Collected data:
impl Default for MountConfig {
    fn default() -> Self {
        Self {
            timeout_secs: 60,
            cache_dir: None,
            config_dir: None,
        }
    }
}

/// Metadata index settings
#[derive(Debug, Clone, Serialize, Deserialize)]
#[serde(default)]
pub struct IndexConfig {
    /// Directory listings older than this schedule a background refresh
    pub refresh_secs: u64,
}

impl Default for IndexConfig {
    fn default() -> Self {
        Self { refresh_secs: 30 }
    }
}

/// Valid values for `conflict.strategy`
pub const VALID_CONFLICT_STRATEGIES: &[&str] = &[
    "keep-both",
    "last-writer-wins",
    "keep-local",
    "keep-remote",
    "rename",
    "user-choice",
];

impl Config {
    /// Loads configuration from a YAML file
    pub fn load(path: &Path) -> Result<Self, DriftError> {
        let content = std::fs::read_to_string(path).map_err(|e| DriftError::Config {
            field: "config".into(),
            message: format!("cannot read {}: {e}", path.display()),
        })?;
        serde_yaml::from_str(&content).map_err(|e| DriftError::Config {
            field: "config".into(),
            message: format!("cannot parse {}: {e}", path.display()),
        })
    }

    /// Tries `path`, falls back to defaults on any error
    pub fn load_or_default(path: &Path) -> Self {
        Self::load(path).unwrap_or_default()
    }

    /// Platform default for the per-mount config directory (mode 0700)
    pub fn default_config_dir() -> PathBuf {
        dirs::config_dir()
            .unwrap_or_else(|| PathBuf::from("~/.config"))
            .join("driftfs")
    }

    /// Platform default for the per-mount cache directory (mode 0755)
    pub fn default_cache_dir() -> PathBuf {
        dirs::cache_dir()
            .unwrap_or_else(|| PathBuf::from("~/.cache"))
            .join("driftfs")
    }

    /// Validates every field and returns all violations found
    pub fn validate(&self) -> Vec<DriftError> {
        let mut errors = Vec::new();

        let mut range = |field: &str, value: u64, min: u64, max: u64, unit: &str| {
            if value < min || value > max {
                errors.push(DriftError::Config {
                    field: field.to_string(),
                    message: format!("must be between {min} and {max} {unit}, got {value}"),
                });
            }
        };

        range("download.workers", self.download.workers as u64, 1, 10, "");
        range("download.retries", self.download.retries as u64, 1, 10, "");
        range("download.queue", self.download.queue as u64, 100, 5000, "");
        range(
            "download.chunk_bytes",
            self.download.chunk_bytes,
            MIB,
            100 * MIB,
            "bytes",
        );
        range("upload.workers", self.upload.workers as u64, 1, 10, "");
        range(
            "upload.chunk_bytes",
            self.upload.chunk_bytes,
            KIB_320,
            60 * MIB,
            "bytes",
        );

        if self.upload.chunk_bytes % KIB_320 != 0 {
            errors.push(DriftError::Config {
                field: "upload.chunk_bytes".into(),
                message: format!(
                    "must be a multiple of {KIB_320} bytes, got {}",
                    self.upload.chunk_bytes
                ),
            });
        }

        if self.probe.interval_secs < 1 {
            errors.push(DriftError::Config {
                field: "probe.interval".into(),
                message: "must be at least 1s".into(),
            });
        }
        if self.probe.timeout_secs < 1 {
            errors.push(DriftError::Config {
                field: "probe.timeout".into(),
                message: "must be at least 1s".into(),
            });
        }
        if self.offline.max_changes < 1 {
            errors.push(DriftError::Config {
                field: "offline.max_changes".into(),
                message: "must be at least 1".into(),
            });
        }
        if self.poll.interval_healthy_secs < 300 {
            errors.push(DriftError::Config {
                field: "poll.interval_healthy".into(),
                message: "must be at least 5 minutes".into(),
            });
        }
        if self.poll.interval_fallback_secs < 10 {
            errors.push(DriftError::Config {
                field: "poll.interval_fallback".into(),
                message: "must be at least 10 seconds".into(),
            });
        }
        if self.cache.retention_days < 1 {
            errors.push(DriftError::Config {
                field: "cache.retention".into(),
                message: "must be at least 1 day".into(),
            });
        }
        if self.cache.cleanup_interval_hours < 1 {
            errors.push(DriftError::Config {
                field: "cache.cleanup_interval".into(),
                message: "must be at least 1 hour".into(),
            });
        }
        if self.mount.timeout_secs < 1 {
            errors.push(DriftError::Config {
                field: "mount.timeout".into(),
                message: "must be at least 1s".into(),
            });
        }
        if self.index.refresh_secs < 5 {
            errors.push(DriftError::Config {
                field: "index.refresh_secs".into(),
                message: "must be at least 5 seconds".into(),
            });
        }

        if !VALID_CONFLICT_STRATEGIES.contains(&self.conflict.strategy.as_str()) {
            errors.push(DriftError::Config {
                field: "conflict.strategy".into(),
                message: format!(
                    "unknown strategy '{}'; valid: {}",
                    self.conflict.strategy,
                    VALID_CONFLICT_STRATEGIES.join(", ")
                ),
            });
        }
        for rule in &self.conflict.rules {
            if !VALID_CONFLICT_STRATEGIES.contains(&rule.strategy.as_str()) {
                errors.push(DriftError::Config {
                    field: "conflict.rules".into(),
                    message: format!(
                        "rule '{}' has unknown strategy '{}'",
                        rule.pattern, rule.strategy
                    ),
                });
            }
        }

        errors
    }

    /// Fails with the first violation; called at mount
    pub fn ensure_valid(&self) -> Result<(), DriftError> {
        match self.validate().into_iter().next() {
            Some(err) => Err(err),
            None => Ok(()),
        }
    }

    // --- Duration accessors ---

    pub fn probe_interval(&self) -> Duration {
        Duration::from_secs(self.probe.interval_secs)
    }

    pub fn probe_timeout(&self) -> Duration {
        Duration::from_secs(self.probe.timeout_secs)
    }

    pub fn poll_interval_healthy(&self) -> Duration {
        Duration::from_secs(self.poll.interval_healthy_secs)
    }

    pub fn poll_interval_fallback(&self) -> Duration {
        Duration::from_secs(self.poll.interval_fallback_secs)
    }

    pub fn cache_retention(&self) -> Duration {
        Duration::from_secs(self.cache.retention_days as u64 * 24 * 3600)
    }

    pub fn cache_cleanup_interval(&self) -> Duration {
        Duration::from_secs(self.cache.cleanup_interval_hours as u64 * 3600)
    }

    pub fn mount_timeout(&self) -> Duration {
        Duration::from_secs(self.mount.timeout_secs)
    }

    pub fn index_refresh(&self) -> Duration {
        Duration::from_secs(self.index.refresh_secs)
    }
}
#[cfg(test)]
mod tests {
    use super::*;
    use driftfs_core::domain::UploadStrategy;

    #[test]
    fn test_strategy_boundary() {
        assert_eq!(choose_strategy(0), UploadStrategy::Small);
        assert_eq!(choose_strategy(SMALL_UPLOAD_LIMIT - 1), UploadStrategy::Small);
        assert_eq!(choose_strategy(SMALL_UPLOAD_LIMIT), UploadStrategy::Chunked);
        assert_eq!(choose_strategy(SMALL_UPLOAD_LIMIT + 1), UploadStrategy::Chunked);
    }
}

What you need to do » Your reply must reproduce all records above exactly.

Solution »
impl Default for MountConfig {
    fn default() -> Self {
        Self {
            timeout_secs: 60,
            cache_dir: None,
            config_dir: None,
        }
    }
}

/// Metadata index settings
#[derive(Debug, Clone, Serialize, Deserialize)]
#[serde(default)]
pub struct IndexConfig {
    /// Directory listings older than this schedule a background refresh
    pub refresh_secs: u64,
}

impl Default for IndexConfig {
    fn default() -> Self {
        Self { refresh_secs: 30 }
    }
}

/// Valid values for `conflict.strategy`
pub const VALID_CONFLICT_STRATEGIES: &[&str] = &[
    "keep-both",
    "last-writer-wins",
    "keep-local",
    "keep-remote",
    "rename",
    "user-choice",
];

impl Config {
    /// Loads configuration from a YAML file
    pub fn load(path: &Path) -> Result<Self, DriftError> {
        let content = std::fs::read_to_string(path).map_err(|e| DriftError::Config {
            field: "config".into(),
            message: format!("cannot read {}: {e}", path.display()),
        })?;
        serde_yaml::from_str(&content).map_err(|e| DriftError::Config {
            field: "config".into(),
            message: format!("cannot parse {}: {e}", path.display()),
        })
    }

    /// Tries `path`, falls back to defaults on any error
    pub fn load_or_default(path: &Path) -> Self {
        Self::load(path).unwrap_or_default()
    }

    /// Platform default for the per-mount config directory (mode 0700)
    pub fn default_config_dir() -> PathBuf {
        dirs::config_dir()
            .unwrap_or_else(|| PathBuf::from("~/.config"))
            .join("driftfs")
    }

    /// Platform default for the per-mount cache directory (mode 0755)
    pub fn default_cache_dir() -> PathBuf {
        dirs::cache_dir()
            .unwrap_or_else(|| PathBuf::from("~/.cache"))
            .join("driftfs")
    }

    /// Validates every field and returns all violations found
    pub fn validate(&self) -> Vec<DriftError> {
        let mut errors = Vec::new();

        let mut range = |field: &str, value: u64, min: u64, max: u64, unit: &str| {
            if value < min || value > max {
                errors.push(DriftError::Config {
                    field: field.to_string(),
                    message: format!("must be between {min} and {max} {unit}, got {value}"),
                });
            }
        };

        range("download.workers", self.download.workers as u64, 1, 10, "");
        range("download.retries", self.download.retries as u64, 1, 10, "");
        range("download.queue", self.download.queue as u64, 100, 5000, "");
        range(
            "download.chunk_bytes",
            self.download.chunk_bytes,
            MIB,
            100 * MIB,
            "bytes",
        );
        range("upload.workers", self.upload.workers as u64, 1, 10, "");
        range(
            "upload.chunk_bytes",
            self.upload.chunk_bytes,
            KIB_320,
            60 * MIB,
            "bytes",
        );

        if self.upload.chunk_bytes % KIB_320 != 0 {
            errors.push(DriftError::Config {
                field: "upload.chunk_bytes".into(),
                message: format!(
                    "must be a multiple of {KIB_320} bytes, got {}",
                    self.upload.chunk_bytes
                ),
            });
        }

        if self.probe.interval_secs < 1 {
            errors.push(DriftError::Config {
                field: "probe.interval".into(),
                message: "must be at least 1s".into(),
            });
        }
        if self.probe.timeout_secs < 1 {
            errors.push(DriftError::Config {
                field: "probe.timeout".into(),
                message: "must be at least 1s".into(),
            });
        }
        if self.offline.max_changes < 1 {
            errors.push(DriftError::Config {
                field: "offline.max_changes".into(),
                message: "must be at least 1".into(),
            });
        }
        if self.poll.interval_healthy_secs < 300 {
            errors.push(DriftError::Config {
                field: "poll.interval_healthy".into(),
                message: "must be at least 5 minutes".into(),
            });
        }
        if self.poll.interval_fallback_secs < 10 {
            errors.push(DriftError::Config {
                field: "poll.interval_fallback".into(),
                message: "must be at least 10 seconds".into(),
            });
        }
        if self.cache.retention_days < 1 {
            errors.push(DriftError::Config {
                field: "cache.retention".into(),
                message: "must be at least 1 day".into(),
            });
        }
        if self.cache.cleanup_interval_hours < 1 {
            errors.push(DriftError::Config {
                field: "cache.cleanup_interval".into(),
                message: "must be at least 1 hour".into(),
            });
        }
        if self.mount.timeout_secs < 1 {
            errors.push(DriftError::Config {
                field: "mount.timeout".into(),
                message: "must be at least 1s".into(),
            });
        }
        if self.index.refresh_secs < 5 {
            errors.push(DriftError::Config {
                field: "index.refresh_secs".into(),
                message: "must be at least 5 seconds".into(),
            });
        }

        if !VALID_CONFLICT_STRATEGIES.contains(&self.conflict.strategy.as_str()) {
            errors.push(DriftError::Config {
                field: "conflict.strategy".into(),
                message: format!(
                    "unknown strategy '{}'; valid: {}",
                    self.conflict.strategy,
                    VALID_CONFLICT_STRATEGIES.join(", ")
                ),
            });
        }
        for rule in &self.conflict.rules {
            if !VALID_CONFLICT_STRATEGIES.contains(&rule.strategy.as_str()) {
                errors.push(DriftError::Config {
                    field: "conflict.rules".into(),
                    message: format!(
                        "rule '{}' has unknown strategy '{}'",
                        rule.pattern, rule.strategy
                    ),
                });
            }
        }

        errors
    }

    /// Fails with the first violation; called at mount
    pub fn ensure_valid(&self) -> Result<(), DriftError> {
        match self.validate().into_iter().next() {
            Some(err) => Err(err),
            None => Ok(()),
        }
    }

    // --- Duration accessors ---

    pub fn probe_interval(&self) -> Duration {
        Duration::from_secs(self.probe.interval_secs)
    }

    pub fn probe_timeout(&self) -> Duration {
        Duration::from_secs(self.probe.timeout_secs)
    }

    pub fn poll_interval_healthy(&self) -> Duration {
        Duration::from_secs(self.poll.interval_healthy_secs)
    }

    pub fn poll_interval_fallback(&self) -> Duration {
        Duration::from_secs(self.poll.interval_fallback_secs)
    }

    pub fn cache_retention(&self) -> Duration {
        Duration::from_secs(self.cache.retention_days as u64 * 24 * 3600)
    }

    pub fn cache_cleanup_interval(&self) -> Duration {
        Duration::from_secs(self.cache.cleanup_interval_hours as u64 * 3600)
    }

    pub fn mount_timeout(&self) -> Duration {
        Duration::from_secs(self.mount.timeout_secs)
    }

    pub fn index_refresh(&self) -> Duration {
        Duration::from_secs(self.index.refresh_secs)
    }
}
#[cfg(test)]
mod tests {
    use super::*;
    use driftfs_core::domain::UploadStrategy;

    #[test]
    fn test_strategy_boundary() {
        assert_eq!(choose_strategy(0), UploadStrategy::Small);
        assert_eq!(choose_strategy(SMALL_UPLOAD_LIMIT - 1), UploadStrategy::Small);
        assert_eq!(choose_strategy(SMALL_UPLOAD_LIMIT), UploadStrategy::Chunked);
        assert_eq!(choose_strategy(SMALL_UPLOAD_LIMIT + 1), UploadStrategy::Chunked);
    }
}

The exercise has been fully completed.